:: Input for this task ::

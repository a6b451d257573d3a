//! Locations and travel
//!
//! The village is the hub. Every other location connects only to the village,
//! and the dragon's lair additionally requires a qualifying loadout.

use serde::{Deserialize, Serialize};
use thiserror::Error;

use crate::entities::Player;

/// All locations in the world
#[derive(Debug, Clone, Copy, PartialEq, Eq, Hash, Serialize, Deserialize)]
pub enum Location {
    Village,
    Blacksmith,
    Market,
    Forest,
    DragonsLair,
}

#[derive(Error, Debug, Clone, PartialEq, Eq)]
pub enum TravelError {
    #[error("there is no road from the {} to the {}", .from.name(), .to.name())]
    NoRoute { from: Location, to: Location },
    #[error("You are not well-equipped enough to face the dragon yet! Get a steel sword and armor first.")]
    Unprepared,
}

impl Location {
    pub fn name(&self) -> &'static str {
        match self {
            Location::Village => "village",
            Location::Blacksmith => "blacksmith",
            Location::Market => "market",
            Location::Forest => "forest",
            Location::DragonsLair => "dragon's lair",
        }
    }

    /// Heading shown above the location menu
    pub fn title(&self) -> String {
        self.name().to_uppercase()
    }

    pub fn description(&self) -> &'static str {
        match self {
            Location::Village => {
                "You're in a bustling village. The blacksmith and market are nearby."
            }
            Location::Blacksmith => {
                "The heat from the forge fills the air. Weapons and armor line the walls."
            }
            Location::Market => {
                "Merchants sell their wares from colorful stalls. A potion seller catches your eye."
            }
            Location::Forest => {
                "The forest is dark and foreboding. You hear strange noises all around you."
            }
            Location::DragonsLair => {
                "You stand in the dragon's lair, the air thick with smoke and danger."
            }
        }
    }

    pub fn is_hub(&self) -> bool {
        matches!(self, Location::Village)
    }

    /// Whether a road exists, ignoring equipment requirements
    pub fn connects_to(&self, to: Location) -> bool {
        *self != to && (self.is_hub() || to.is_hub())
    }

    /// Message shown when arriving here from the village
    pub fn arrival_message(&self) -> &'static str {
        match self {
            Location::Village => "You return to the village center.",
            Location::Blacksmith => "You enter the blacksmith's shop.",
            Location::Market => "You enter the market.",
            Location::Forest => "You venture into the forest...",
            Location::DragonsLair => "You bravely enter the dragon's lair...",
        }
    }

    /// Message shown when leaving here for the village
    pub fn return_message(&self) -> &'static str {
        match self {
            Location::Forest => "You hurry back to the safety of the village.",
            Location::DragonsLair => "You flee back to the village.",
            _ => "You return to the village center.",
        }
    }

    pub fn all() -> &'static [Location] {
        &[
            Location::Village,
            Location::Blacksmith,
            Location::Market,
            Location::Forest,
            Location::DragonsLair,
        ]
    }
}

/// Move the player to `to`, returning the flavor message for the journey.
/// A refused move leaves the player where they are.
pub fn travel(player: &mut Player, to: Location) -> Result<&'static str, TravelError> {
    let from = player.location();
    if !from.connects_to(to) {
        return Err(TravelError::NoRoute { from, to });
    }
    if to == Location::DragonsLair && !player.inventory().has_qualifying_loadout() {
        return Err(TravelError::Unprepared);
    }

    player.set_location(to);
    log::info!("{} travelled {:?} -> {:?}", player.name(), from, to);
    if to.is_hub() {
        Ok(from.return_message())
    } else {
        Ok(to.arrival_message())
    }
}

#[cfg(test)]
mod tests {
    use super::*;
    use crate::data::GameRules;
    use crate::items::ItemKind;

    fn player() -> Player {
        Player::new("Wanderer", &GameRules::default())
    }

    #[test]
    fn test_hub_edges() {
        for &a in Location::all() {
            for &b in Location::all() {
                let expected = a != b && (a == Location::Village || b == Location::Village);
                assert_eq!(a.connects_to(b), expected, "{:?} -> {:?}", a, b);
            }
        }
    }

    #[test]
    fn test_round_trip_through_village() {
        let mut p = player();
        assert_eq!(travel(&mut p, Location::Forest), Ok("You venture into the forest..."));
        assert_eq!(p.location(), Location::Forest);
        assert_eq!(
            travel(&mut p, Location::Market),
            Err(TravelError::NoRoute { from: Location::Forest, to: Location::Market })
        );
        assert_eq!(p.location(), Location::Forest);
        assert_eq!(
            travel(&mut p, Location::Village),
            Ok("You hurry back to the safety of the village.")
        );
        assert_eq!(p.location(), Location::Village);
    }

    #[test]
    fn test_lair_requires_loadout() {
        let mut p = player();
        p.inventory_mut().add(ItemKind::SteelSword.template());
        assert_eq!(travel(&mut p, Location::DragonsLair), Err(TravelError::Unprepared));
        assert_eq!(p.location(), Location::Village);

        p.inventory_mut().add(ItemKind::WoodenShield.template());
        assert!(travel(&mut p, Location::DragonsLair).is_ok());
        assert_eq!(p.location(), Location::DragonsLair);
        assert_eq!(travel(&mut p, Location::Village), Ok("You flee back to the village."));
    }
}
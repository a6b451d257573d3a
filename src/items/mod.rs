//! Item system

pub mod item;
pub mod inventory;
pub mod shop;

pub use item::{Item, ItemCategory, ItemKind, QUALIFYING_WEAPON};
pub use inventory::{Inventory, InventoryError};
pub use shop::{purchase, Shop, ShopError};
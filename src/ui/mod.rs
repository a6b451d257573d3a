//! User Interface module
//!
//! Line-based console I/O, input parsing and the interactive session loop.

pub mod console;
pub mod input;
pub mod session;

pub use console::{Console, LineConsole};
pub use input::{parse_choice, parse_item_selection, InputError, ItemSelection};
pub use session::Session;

:::
:: Input for this task ::

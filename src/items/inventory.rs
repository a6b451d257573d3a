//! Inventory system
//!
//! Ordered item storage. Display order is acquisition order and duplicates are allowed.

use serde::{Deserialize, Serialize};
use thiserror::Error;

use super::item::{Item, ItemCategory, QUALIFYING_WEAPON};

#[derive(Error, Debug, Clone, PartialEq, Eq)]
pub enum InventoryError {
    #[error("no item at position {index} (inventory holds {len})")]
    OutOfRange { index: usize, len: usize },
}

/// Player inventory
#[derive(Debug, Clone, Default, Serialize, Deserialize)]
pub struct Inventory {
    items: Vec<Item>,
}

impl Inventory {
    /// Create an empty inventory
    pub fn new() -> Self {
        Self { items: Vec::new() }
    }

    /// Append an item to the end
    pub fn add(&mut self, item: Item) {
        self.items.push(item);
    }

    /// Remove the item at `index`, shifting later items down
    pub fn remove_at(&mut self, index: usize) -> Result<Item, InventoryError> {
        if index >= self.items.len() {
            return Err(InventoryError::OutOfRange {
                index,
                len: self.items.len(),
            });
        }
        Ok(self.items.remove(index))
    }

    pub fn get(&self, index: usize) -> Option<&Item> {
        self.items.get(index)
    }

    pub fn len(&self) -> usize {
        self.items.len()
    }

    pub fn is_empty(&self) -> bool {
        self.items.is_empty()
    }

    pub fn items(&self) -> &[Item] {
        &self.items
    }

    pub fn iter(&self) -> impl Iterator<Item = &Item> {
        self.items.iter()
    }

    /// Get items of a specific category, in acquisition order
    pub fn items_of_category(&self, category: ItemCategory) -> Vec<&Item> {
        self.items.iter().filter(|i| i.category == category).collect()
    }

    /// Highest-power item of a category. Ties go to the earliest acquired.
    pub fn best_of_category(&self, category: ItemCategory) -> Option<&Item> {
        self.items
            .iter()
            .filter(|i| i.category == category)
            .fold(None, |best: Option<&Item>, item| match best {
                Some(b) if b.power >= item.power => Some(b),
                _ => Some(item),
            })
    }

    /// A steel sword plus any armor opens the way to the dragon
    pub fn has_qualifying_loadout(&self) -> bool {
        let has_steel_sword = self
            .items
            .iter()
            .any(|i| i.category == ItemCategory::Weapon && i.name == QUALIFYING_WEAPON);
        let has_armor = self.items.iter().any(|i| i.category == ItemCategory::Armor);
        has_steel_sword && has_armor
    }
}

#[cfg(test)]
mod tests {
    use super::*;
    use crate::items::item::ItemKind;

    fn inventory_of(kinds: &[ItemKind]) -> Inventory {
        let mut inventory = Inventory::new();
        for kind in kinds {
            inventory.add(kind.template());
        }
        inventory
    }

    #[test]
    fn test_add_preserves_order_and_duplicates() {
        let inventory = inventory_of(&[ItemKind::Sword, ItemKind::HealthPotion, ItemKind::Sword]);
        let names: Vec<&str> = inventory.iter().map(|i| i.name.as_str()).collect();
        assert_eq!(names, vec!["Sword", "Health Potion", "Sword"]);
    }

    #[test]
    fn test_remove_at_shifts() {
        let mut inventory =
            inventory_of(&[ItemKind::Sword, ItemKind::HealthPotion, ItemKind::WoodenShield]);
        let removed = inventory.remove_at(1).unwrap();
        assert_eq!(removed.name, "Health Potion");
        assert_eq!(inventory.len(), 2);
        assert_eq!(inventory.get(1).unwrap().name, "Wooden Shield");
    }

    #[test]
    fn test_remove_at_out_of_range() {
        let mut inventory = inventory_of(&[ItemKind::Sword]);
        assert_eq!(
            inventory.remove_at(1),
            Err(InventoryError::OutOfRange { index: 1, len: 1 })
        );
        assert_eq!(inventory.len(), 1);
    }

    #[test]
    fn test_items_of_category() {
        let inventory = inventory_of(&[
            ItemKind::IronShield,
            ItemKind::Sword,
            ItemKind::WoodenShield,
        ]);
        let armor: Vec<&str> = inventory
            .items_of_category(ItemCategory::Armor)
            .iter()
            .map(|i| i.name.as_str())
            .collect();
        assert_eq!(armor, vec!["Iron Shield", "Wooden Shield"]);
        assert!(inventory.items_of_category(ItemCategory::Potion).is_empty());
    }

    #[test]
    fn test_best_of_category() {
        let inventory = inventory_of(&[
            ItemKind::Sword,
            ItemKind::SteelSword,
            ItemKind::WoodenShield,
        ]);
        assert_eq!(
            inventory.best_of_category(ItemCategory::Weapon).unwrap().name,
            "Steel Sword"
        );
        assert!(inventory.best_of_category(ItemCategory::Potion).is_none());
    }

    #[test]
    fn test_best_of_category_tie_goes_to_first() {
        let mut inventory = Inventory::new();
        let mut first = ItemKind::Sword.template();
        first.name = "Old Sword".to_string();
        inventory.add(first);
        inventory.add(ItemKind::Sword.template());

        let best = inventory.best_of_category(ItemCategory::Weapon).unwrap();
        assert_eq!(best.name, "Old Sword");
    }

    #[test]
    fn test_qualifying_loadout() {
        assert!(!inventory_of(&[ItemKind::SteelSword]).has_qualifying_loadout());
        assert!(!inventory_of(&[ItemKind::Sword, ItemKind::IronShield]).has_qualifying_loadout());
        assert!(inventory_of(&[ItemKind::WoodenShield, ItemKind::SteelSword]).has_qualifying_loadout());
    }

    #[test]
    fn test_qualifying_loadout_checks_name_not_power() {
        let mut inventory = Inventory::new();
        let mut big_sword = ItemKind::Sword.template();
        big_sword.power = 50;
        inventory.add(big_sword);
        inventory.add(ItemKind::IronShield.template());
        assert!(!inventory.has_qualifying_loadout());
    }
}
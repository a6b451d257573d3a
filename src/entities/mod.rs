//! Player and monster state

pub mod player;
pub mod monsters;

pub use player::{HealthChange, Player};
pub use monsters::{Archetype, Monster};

:::
:: Input for this task ::

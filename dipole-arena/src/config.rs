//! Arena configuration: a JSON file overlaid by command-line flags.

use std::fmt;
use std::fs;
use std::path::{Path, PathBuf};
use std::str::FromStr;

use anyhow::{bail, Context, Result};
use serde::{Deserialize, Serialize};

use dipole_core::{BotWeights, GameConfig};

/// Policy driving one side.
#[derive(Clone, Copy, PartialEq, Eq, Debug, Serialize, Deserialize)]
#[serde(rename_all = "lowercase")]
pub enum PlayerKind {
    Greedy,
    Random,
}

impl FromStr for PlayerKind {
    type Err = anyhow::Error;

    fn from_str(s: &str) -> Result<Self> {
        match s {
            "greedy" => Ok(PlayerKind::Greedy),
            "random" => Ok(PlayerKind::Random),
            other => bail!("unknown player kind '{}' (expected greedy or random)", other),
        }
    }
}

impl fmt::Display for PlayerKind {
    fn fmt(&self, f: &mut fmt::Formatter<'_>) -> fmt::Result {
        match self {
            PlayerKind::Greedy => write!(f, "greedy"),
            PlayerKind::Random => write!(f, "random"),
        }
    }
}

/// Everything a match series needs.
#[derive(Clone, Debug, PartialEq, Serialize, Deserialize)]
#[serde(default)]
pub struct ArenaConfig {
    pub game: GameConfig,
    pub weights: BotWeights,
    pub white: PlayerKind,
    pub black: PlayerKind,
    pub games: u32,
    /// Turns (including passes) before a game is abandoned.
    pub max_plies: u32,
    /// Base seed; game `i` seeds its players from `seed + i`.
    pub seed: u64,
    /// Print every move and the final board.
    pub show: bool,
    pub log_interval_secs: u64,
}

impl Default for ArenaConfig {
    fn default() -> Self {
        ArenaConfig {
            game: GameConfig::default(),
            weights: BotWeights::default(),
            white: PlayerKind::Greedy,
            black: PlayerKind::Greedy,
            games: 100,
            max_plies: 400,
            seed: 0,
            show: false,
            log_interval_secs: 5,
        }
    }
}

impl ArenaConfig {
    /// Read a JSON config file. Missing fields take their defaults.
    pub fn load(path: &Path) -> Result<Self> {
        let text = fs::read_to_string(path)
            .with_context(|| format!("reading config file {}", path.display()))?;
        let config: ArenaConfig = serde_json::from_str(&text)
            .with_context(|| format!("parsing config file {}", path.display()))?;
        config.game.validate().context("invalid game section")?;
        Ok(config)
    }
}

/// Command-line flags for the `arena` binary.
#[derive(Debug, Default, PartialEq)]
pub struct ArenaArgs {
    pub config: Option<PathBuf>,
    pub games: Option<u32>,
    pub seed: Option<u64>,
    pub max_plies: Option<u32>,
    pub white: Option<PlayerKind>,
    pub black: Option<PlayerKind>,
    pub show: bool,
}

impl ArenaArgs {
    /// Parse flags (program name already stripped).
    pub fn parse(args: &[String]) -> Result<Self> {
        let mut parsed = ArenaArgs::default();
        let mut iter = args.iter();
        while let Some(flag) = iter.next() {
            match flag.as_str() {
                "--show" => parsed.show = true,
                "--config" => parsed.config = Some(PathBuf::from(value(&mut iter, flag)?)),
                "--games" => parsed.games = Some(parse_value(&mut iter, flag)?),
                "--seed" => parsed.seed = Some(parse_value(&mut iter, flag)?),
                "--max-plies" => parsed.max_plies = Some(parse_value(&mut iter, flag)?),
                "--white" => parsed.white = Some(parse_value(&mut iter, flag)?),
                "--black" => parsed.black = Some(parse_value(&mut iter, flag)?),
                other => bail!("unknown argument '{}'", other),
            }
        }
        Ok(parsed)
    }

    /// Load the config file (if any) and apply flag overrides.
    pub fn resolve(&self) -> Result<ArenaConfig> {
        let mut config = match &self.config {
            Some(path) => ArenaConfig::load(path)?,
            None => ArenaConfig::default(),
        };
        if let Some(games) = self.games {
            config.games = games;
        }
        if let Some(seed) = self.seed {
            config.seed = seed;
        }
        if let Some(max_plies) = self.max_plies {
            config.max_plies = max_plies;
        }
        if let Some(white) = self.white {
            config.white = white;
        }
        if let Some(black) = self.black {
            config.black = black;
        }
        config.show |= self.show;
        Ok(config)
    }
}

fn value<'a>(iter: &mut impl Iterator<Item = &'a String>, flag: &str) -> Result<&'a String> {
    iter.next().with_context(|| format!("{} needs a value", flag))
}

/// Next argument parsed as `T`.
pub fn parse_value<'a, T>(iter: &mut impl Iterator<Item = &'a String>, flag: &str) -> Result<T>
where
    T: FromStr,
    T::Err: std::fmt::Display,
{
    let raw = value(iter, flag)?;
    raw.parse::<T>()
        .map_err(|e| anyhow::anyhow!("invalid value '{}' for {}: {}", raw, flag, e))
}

:::

■ **How to complete this task**
Pull every line with the string "Copy" from the data above.

■ **Reply**
#[derive(Debug, Clone, Copy, PartialEq, Eq, Hash, Serialize, Deserialize)]
#[derive(Clone, Copy, PartialEq, Eq, Debug, Serialize, Deserialize)]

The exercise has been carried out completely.